A Guerra da Ucrânia torna-se um caso de estudo na batalha entre a tradição militar e a inovação tecnológica. Enquanto muitos países estão se adaptando a novas táticas de guerra que incluem o uso de drones alimentados por IA, observa-se uma crescente divisão entre aqueles que acreditam que essa mudança é um avanço necessário e aqueles que veem os riscos de um futuro onde as máquinas controlam aspectos cada vez mais significativos da defesa nacional.
As preocupações do Papa Francisco não se aplicam apenas à luta na Ucrânia, mas também refletindo tensões globais mais amplas em uma era onde a guerra está se tornando cada vez mais tecnológica. O mundo observa atentamente como as nações respondem à pressão de conflitos armados e à necessidade de inovações militares.
Nas redes sociais e espaços de discussão, as opiniões sobre essa questão polarizam as audiências, com alguns defendendo que a IA é uma resposta relevante às ameaças contemporâneas, enquanto outros se opõem firmemente à ideia de que as máquinas devem ter poder decisório em situações tão delicadas. Um usuário expressou a indignação de que, com a automação, o valor da vida humana poderia ser encurtado e a guerra tornada ainda mais impessoal.
A escalada de tecnologia militar também levanta questões sobre a nossa própria humanidade e responsabilidades éticas. Em um mundo marcado pela desigualdade e conflito, os desafios que enfrentamos não são apenas técnicos, mas profundamente morais e filosóficos.
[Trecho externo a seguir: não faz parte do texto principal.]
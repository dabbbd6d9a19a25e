//! Static evaluation.
//!
//! Scores are tapered: every term carries a middlegame and an endgame value
//! and the two are blended by the remaining non-pawn material. Piece boards
//! are walked with `pop_lsb`, so the cost scales with the piece count rather
//! than with the 64 squares.
//!
//! [`evaluate_absolute`] is White-positive; [`BoardScorer`] implementations
//! score from the side to move's perspective, as negamax expects. Slider
//! mobility needs the magic lookups, so scorers receive the attack tables.

use crate::game_state::bitboard::BitBoard;
use crate::game_state::chess_types::{square_file, square_rank, Piece, PieceKind, Side, Square};
use crate::game_state::position::Position;
use crate::moves::attack_tables::AttackTables;
use crate::moves::leaper_attacks::KING_ATTACKS;

/// Base magnitude of a mate score. Static evaluations stay well below it.
pub const CHECKMATE_SCORE: i32 = 30_000;
/// Added per ply of remaining depth so that faster mates score higher.
pub const DEPTH_FACTOR: i32 = 10;
/// Bound larger than any reachable score.
pub const INFINITE_SCORE: i32 = 50_000;

#[inline]
pub const fn is_mate_score(score: i32) -> bool {
    score >= CHECKMATE_SCORE || score <= -CHECKMATE_SCORE
}

pub trait BoardScorer: Send + Sync {
    /// Score from the perspective of the side to move.
    fn score(&self, position: &Position, tables: &AttackTables) -> i32;
}

/// Material, piece-square tables, structure and slider mobility, tapered.
#[derive(Debug, Clone, Copy, Default)]
pub struct TaperedScorer;

impl BoardScorer for TaperedScorer {
    #[inline]
    fn score(&self, position: &Position, tables: &AttackTables) -> i32 {
        evaluate_absolute(position, tables) * position.side_to_move().sign()
    }
}

/// Plain material count; handy when a test needs predictable scores.
#[derive(Debug, Clone, Copy, Default)]
pub struct MaterialScorer;

impl MaterialScorer {
    #[inline]
    pub const fn piece_value(kind: PieceKind) -> i32 {
        match kind {
            PieceKind::Pawn => 100,
            PieceKind::Knight => 320,
            PieceKind::Bishop => 330,
            PieceKind::Rook => 500,
            PieceKind::Queen => 900,
            PieceKind::King => 0,
        }
    }
}

impl BoardScorer for MaterialScorer {
    fn score(&self, position: &Position, _tables: &AttackTables) -> i32 {
        let white_minus_black: i32 = Piece::ALL
            .into_iter()
            .map(|piece| {
                piece.side().sign()
                    * Self::piece_value(piece.kind())
                    * position.piece_board(piece).count() as i32
            })
            .sum();
        white_minus_black * position.side_to_move().sign()
    }
}

/// Middlegame / endgame pair.
#[derive(Debug, Clone, Copy, Default, PartialEq, Eq)]
struct Tapered(i32, i32);

impl std::ops::AddAssign for Tapered {
    fn add_assign(&mut self, rhs: Self) {
        self.0 += rhs.0;
        self.1 += rhs.1;
    }
}

impl std::ops::Mul<i32> for Tapered {
    type Output = Self;
    fn mul(self, rhs: i32) -> Self {
        Self(self.0 * rhs, self.1 * rhs)
    }
}

const MATERIAL: [Tapered; 6] = [
    Tapered(82, 94),
    Tapered(337, 281),
    Tapered(365, 297),
    Tapered(477, 512),
    Tapered(1025, 936),
    Tapered(0, 0),
];

/// Phase weight per piece kind; a full board sums to `MAX_PHASE`.
const PHASE_WEIGHT: [i32; 6] = [0, 1, 1, 2, 4, 0];
const MAX_PHASE: i32 = 24;

const DOUBLED_PAWN: Tapered = Tapered(-6, -12);
const ISOLATED_PAWN: Tapered = Tapered(-17, -13);
const OPEN_FILE_ROOK: Tapered = Tapered(47, 10);
const SEMI_OPEN_FILE_ROOK: Tapered = Tapered(18, 17);
const OPEN_FILE_KING: Tapered = Tapered(-105, 8);
const SEMI_OPEN_FILE_KING: Tapered = Tapered(-36, 24);
const KING_SHIELD: Tapered = Tapered(16, -6);
const BISHOP_PAIR: Tapered = Tapered(31, 80);

/// Per reachable square that is empty or holds an enemy piece.
const BISHOP_MOBILITY: Tapered = Tapered(10, 9);
const ROOK_MOBILITY: Tapered = Tapered(5, 5);
const QUEEN_MOBILITY: Tapered = Tapered(4, 7);

/// Passed pawn bonus by rank relative to the pawn's own side.
const PASSED_PAWN: [Tapered; 8] = [
    Tapered(0, 0),
    Tapered(-2, 7),
    Tapered(-15, 13),
    Tapered(-14, 41),
    Tapered(20, 74),
    Tapered(60, 150),
    Tapered(98, 217),
    Tapered(0, 0),
];

// Piece-square tables from White's point of view, a1 first.
#[rustfmt::skip]
const PAWN_PST: [i32; 64] = [
     0,   0,   0,   0,   0,   0,   0,   0,
     5,  10,  10, -20, -20,  10,  10,   5,
     5,  -5, -10,   0,   0, -10,  -5,   5,
     0,   0,   0,  20,  20,   0,   0,   0,
     5,   5,  10,  25,  25,  10,   5,   5,
    10,  10,  20,  30,  30,  20,  10,  10,
    50,  50,  50,  50,  50,  50,  50,  50,
     0,   0,   0,   0,   0,   0,   0,   0,
];

#[rustfmt::skip]
const KNIGHT_PST: [i32; 64] = [
   -50, -40, -30, -30, -30, -30, -40, -50,
   -40, -20,   0,   5,   5,   0, -20, -40,
   -30,   5,  10,  15,  15,  10,   5, -30,
   -30,   0,  15,  20,  20,  15,   0, -30,
   -30,   5,  15,  20,  20,  15,   5, -30,
   -30,   0,  10,  15,  15,  10,   0, -30,
   -40, -20,   0,   0,   0,   0, -20, -40,
   -50, -40, -30, -30, -30, -30, -40, -50,
];

#[rustfmt::skip]
const BISHOP_PST: [i32; 64] = [
   -20, -10, -10, -10, -10, -10, -10, -20,
   -10,   5,   0,   0,   0,   0,   5, -10,
   -10,  10,  10,  10,  10,  10,  10, -10,
   -10,   0,  10,  10,  10,  10,   0, -10,
   -10,   5,   5,  10,  10,   5,   5, -10,
   -10,   0,   5,  10,  10,   5,   0, -10,
   -10,   0,   0,   0,   0,   0,   0, -10,
   -20, -10, -10, -10, -10, -10, -10, -20,
];

#[rustfmt::skip]
const ROOK_PST: [i32; 64] = [
     0,   0,   0,   5,   5,   0,   0,   0,
    -5,   0,   0,   0,   0,   0,   0,  -5,
    -5,   0,   0,   0,   0,   0,   0,  -5,
    -5,   0,   0,   0,   0,   0,   0,  -5,
    -5,   0,   0,   0,   0,   0,   0,  -5,
    -5,   0,   0,   0,   0,   0,   0,  -5,
     5,  10,  10,  10,  10,  10,  10,   5,
     0,   0,   0,   0,   0,   0,   0,   0,
];

#[rustfmt::skip]
const QUEEN_PST: [i32; 64] = [
   -20, -10, -10,  -5,  -5, -10, -10, -20,
   -10,   0,   5,   0,   0,   0,   0, -10,
   -10,   5,   5,   5,   5,   5,   0, -10,
     0,   0,   5,   5,   5,   5,   0,  -5,
    -5,   0,   5,   5,   5,   5,   0,  -5,
   -10,   0,   5,   5,   5,   5,   0, -10,
   -10,   0,   0,   0,   0,   0,   0, -10,
   -20, -10, -10,  -5,  -5, -10, -10, -20,
];

#[rustfmt::skip]
const KING_MIDDLEGAME_PST: [i32; 64] = [
    20,  30,  10,   0,   0,  10,  30,  20,
    20,  20,   0,   0,   0,   0,  20,  20,
   -10, -20, -20, -20, -20, -20, -20, -10,
   -20, -30, -30, -40, -40, -30, -30, -20,
   -30, -40, -40, -50, -50, -40, -40, -30,
   -30, -40, -40, -50, -50, -40, -40, -30,
   -30, -40, -40, -50, -50, -40, -40, -30,
   -30, -40, -40, -50, -50, -40, -40, -30,
];

#[rustfmt::skip]
const KING_ENDGAME_PST: [i32; 64] = [
   -50, -30, -30, -30, -30, -30, -30, -50,
   -30, -30,   0,   0,   0,   0, -30, -30,
   -30, -10,  20,  30,  30,  20, -10, -30,
   -30, -10,  30,  40,  40,  30, -10, -30,
   -30, -10,  30,  40,  40,  30, -10, -30,
   -30, -10,  20,  30,  30,  20, -10, -30,
   -30, -20, -10,   0,   0, -10, -20, -30,
   -50, -40, -30, -20, -20, -30, -40, -50,
];

const FILE_MASKS: [u64; 8] = build_file_masks();
const ADJACENT_FILE_MASKS: [u64; 8] = build_adjacent_file_masks();
/// Squares ahead of a pawn on its own and adjacent files, indexed by `[side][square]`.
const PASSED_PAWN_MASKS: [[u64; 64]; 2] = [build_passed_masks(true), build_passed_masks(false)];

const fn build_file_masks() -> [u64; 8] {
    let mut masks = [0u64; 8];
    let mut file = 0;
    while file < 8 {
        masks[file] = 0x0101_0101_0101_0101u64 << file;
        file += 1;
    }
    masks
}

const fn build_adjacent_file_masks() -> [u64; 8] {
    let files = build_file_masks();
    let mut masks = [0u64; 8];
    let mut file = 0;
    while file < 8 {
        if file > 0 {
            masks[file] |= files[file - 1];
        }
        if file < 7 {
            masks[file] |= files[file + 1];
        }
        file += 1;
    }
    masks
}

const fn build_passed_masks(white: bool) -> [u64; 64] {
    let files = build_file_masks();
    let adjacent = build_adjacent_file_masks();
    let mut masks = [0u64; 64];
    let mut sq = 0;
    while sq < 64 {
        let rank = sq / 8;
        let span = files[sq % 8] | adjacent[sq % 8];
        let ahead = if white {
            if rank == 7 {
                0
            } else {
                u64::MAX << ((rank + 1) * 8)
            }
        } else if rank == 0 {
            0
        } else {
            u64::MAX >> ((8 - rank) * 8)
        };
        masks[sq] = span & ahead;
        sq += 1;
    }
    masks
}

#[inline]
fn pst_value(kind: PieceKind, relative_square: usize) -> Tapered {
    match kind {
        PieceKind::Pawn => Tapered(PAWN_PST[relative_square], PAWN_PST[relative_square]),
        PieceKind::Knight => Tapered(KNIGHT_PST[relative_square], KNIGHT_PST[relative_square]),
        PieceKind::Bishop => Tapered(BISHOP_PST[relative_square], BISHOP_PST[relative_square]),
        PieceKind::Rook => Tapered(ROOK_PST[relative_square], ROOK_PST[relative_square]),
        PieceKind::Queen => Tapered(QUEEN_PST[relative_square], QUEEN_PST[relative_square]),
        PieceKind::King => Tapered(
            KING_MIDDLEGAME_PST[relative_square],
            KING_ENDGAME_PST[relative_square],
        ),
    }
}

/// Square seen from `side`'s point of view (Black is mirrored vertically).
#[inline]
fn relative_square(side: Side, square: Square) -> usize {
    match side {
        Side::Black => (square ^ 56) as usize,
        _ => square as usize,
    }
}

/// Static evaluation, positive when White is better.
pub fn evaluate_absolute(position: &Position, tables: &AttackTables) -> i32 {
    let mut total = Tapered::default();
    let mut phase = 0;

    for piece in Piece::ALL {
        let side = piece.side();
        let kind = piece.kind();
        let sign = side.sign();
        let mut board = position.piece_board(piece);
        while let Some(square) = board.pop_lsb() {
            let mut term = MATERIAL[kind.index()];
            term += pst_value(kind, relative_square(side, square));
            term += positional_term(position, side, kind, square);
            term += mobility_term(position, tables, side, kind, square);
            total += term * sign;
            phase += PHASE_WEIGHT[kind.index()];
        }
    }

    for side in [Side::White, Side::Black] {
        if position.piece_board(Piece::new(side, PieceKind::Bishop)).count() >= 2 {
            total += BISHOP_PAIR * side.sign();
        }
    }

    let phase = phase.min(MAX_PHASE);
    (total.0 * phase + total.1 * (MAX_PHASE - phase)) / MAX_PHASE
}

/// Pawn structure, rook files and king cover for one piece.
fn positional_term(position: &Position, side: Side, kind: PieceKind, square: Square) -> Tapered {
    let own_pawns = position.piece_board(Piece::new(side, PieceKind::Pawn)).bits();
    let enemy_pawns = position
        .piece_board(Piece::new(side.opposite(), PieceKind::Pawn))
        .bits();
    let file = square_file(square) as usize;

    match kind {
        PieceKind::Pawn => {
            let mut term = Tapered::default();
            // Applied to every pawn sharing its file.
            if (own_pawns & FILE_MASKS[file]).count_ones() > 1 {
                term += DOUBLED_PAWN;
            }
            if own_pawns & ADJACENT_FILE_MASKS[file] == 0 {
                term += ISOLATED_PAWN;
            }
            if enemy_pawns & PASSED_PAWN_MASKS[side.index()][square as usize] == 0 {
                let rank = square_rank(relative_square(side, square) as Square) as usize;
                term += PASSED_PAWN[rank];
            }
            term
        }
        PieceKind::Rook => file_term(own_pawns, enemy_pawns, file, OPEN_FILE_ROOK, SEMI_OPEN_FILE_ROOK),
        PieceKind::King => {
            let mut term = file_term(own_pawns, enemy_pawns, file, OPEN_FILE_KING, SEMI_OPEN_FILE_KING);
            let shield = BitBoard(KING_ATTACKS[square as usize] & own_pawns).count() as i32;
            term += KING_SHIELD * shield;
            term
        }
        _ => Tapered::default(),
    }
}

/// Slider mobility: attacked squares not occupied by friendly pieces.
fn mobility_term(
    position: &Position,
    tables: &AttackTables,
    side: Side,
    kind: PieceKind,
    square: Square,
) -> Tapered {
    let occupancy = position.occupancy_of(Side::Both);
    let (attacks, weight) = match kind {
        PieceKind::Bishop => (tables.bishop_attacks(square, occupancy), BISHOP_MOBILITY),
        PieceKind::Rook => (tables.rook_attacks(square, occupancy), ROOK_MOBILITY),
        PieceKind::Queen => (tables.queen_attacks(square, occupancy), QUEEN_MOBILITY),
        _ => return Tapered::default(),
    };
    let reachable = attacks.bits() & !position.occupancy_of(side).bits();
    weight * reachable.count_ones() as i32
}

#[inline]
fn file_term(own_pawns: u64, enemy_pawns: u64, file: usize, open: Tapered, semi_open: Tapered) -> Tapered {
    if (own_pawns | enemy_pawns) & FILE_MASKS[file] == 0 {
        open
    } else if own_pawns & FILE_MASKS[file] == 0 {
        semi_open
    } else {
        Tapered::default()
    }
}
Os líderes mundiais e os cidadãos comuns devem, portanto, refletir sobre o que está em jogo à medida que olhamos para o futuro da guerra e da paz em uma era de inovação tecnológica. A mensagem do Papa Francisco pode ser vista como um lembrete de que a tecnologia deve servir à humanidade, e não o contrário, enquanto consideramos as implicações de cada escolha que fazemos diante da automação crescente na defesa. Em tempos de guerra, as decisões feitas em nome da segurança podem ter repercussões profundas nas direções que nossa sociedade escolherá seguir.
Fontes: Folha de São Paulo, The Guardian, TechCrunch
Detalhes
Jorge Mario Bergoglio, conhecido como Papa Francisco, é o 266º Papa da Igreja Católica, eleito em 2013. Ele é o primeiro Papa latino-americano e o primeiro a vir da Companhia de Jesus (jesuítas). Francisco é conhecido por seu enfoque em temas sociais, justiça e meio ambiente, promovendo uma Igreja mais acessível e engajada com as questões contemporâneas. Suas declarações frequentemente abordam a paz, a solidariedade e a ética em um mundo em rápida transformação.
Resumo
No dia 28 de outubro de 2023, o Papa Francisco fez um discurso em Roma, expressando preocupações sobre o uso crescente de inteligência artificial (IA) em conflitos armados, especialmente na Ucrânia. Ele alertou que o uso de armas autônomas pode criar um ciclo de aniquilação, comprometendo princípios éticos e humanitários. O Papa enfatizou os riscos de delegar decisões de vida ou morte a máquinas, ecoando as preocupações de especialistas sobre a desumanização da guerra. Embora alguns defendam a IA como uma necessidade estratégica para a Ucrânia, onde a tecnologia pode minimizar perdas humanas, há um consenso sobre a importância da supervisão humana. O debate sobre a ética da guerra moderna é intensificado pela possibilidade de que a tecnologia não consiga capturar a sensibilidade humana necessária em situações complexas. As preocupações do Papa refletem tensões globais sobre a militarização da tecnologia e a necessidade de reflexão sobre o futuro da guerra e da paz em um mundo cada vez mais automatizado.